Best management practices for maximum yieldWhen reviewing average soybean yields across the state, South Dakota State University researchers made a startling discovery — certified research plots were yielding 20 bushels per acre more than neighboring fields.
By: Lura Roti , SDSU Extension Service
When reviewing average soybean yields across the state, South Dakota State University researchers made a startling discovery — certified research plots were yielding 20 bushels per acre more than neighboring fields.
“A true indicator of an information gap if ever we saw one,” says Gregg Carlson, professor of plant science at SDSU. “If top producers and agronomists are growing soybeans that yield 20 bushels more per acre than their neighbors’ fields, then we needed to do something to bridge that gap.”
Carlson and 57 other SDSU faculty, researchers and SDSU Extension staff teamed up with South Dakota soybean growers to compile a comprehensive manual filled with research-based best management practices for growing soybeans in South Dakota.
“This is the most complete set of best management practices ever published by a university anywhere,” says David Wright, professor and department head of plant science at SDSU. “The science-based recommendations are based on research conducted in South Dakota and surrounding states.”
The iGrow Soybean Best Management Practices manual and iBook are free to South Dakota soybean producers and contain the latest research-based information and recommend- ations on everything from row spacing, seed treatments and fertility, to pest and weed management.
“The great thing about this manual is there is a topic for every farmer; no matter what they are good at or struggle with,” says Matt Bainbridge, an Ethan, S.D., soybean, corn and cattle producer.
Also a South Dakota Soybean Research and Promotion Council board member, Bainbridge was one of several South Dakota soybean farmers consulted on what topics should be covered in the manual.
“This was truly a collaborative effort with soybean growers and their checkoff,” says David Clay, professor of soil science at SDSU and one of the manual’s six editors. “They developed the table of contents and provided input.

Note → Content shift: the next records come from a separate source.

//! Layered run configuration.
//!
//! # Resolution order
//!
//! ```text
//! conf/config.yaml          base file (YAML)
//!   + --conf a.toml ...     overlays, merged key by key in order
//!   + CLI flags             product line, cluster, auth type, workers, timeout
//!   + environment           vault_token | role_id + secret_id, gitlab_url
//!   = Settings              immutable, passed by reference into every component
//! ```
//!
//! Loading is split from resolution so tests can feed a [`FileConfig`] and an
//! [`Environment`] directly without touching the filesystem or process env.

use std::fmt;
use std::path::{Path, PathBuf};
use std::str::FromStr;
use std::time::Duration;

use serde::{Deserialize, Serialize};
use serde_yaml::Value;

use crate::error::ConfigError;
use crate::types::CredentialRequest;

pub const DEFAULT_CONFIG_PATH: &str = "conf/config.yaml";
pub const DEFAULT_BRANCH: &str = "main";
/// GitLab's conventional name. Repositories that carry `.gitlab-ci.yaml`
/// need `gitlab.pipeline_path` set, or they end up with both files.
pub const DEFAULT_PIPELINE_PATH: &str = ".gitlab-ci.yml";
pub const DEFAULT_README_PATH: &str = "README.md";
pub const DEFAULT_WORKERS: usize = 4;

pub const ENV_VAULT_TOKEN: &str = "vault_token";
pub const ENV_ROLE_ID: &str = "role_id";
pub const ENV_SECRET_ID: &str = "secret_id";
pub const ENV_GITLAB_URL: &str = "gitlab_url";

const MAX_RETRY_BACKOFF: Duration = Duration::from_secs(10);

// ---------------------------------------------------------------------------
// Enumerated settings
// ---------------------------------------------------------------------------

/// Deployment line; selects a `zone` block in the config file.
#[derive(Debug, Clone, Copy, PartialEq, Eq, Default)]
pub enum ProductLine {
    Prd,
    #[default]
    Stg,
}

impl ProductLine {
    pub fn zone_key(&self) -> &'static str {
        match self {
            ProductLine::Prd => "production",
            ProductLine::Stg => "development",
        }
    }
}

impl FromStr for ProductLine {
    type Err = ConfigError;

    fn from_str(s: &str) -> Result<Self, Self::Err> {
        match s.trim().to_ascii_lowercase().as_str() {
            "prd" => Ok(Self::Prd),
            "stg" => Ok(Self::Stg),
            other => Err(ConfigError::invalid(
                "product_line",
                format!("unknown product line '{other}'; expected: prd, stg"),
            )),
        }
    }
}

Farmers know what their problems are and have a good idea of what needs to be in the manual to address those questions.”
Clay adds that Bainbridge and other soybean growers continue to remain involved through regular communication with SDSU faculty and staff.
Designed as an easy-to-use, go-to resource, the iGrow Soybean Best Management Practices manual is the first best practices manual published by SDSU Extension in both print and iBook format.
“This is a 500-page manual,” says Lindsey Gerard, iGrow technology coordinator. “For our grower’s convenience it made sense to also publish it as an iBook.” Gerard explains that not only does the iBook make the information portable, but it’s also easy to search.
“Farmers don’t have to flip through the table of contents to find information they need. They simply search the iBook and all references pop-up.”
This growing season, SDSU faculty and staff will work with farmers across South Dakota’s soybean country conducting several on-farm trials, the results of which will be included in future updates.
“By sharing research-based best practices, growers can rest assured that recommendations have already been tested and proven themselves to work in South Dakota soybean fields,” Clay says.
The iGrow Soybean Best Management Practices manual is available to all South Dakota soybean growers free of charge by contacting the South Dakota Soybean Research & Promotion Council or through the free iBook app on an iPad. To learn more or to participate in on-farm research, contact Gregg Carlson at Gregg.carlson@ sdstate.edu or 605-688-4600.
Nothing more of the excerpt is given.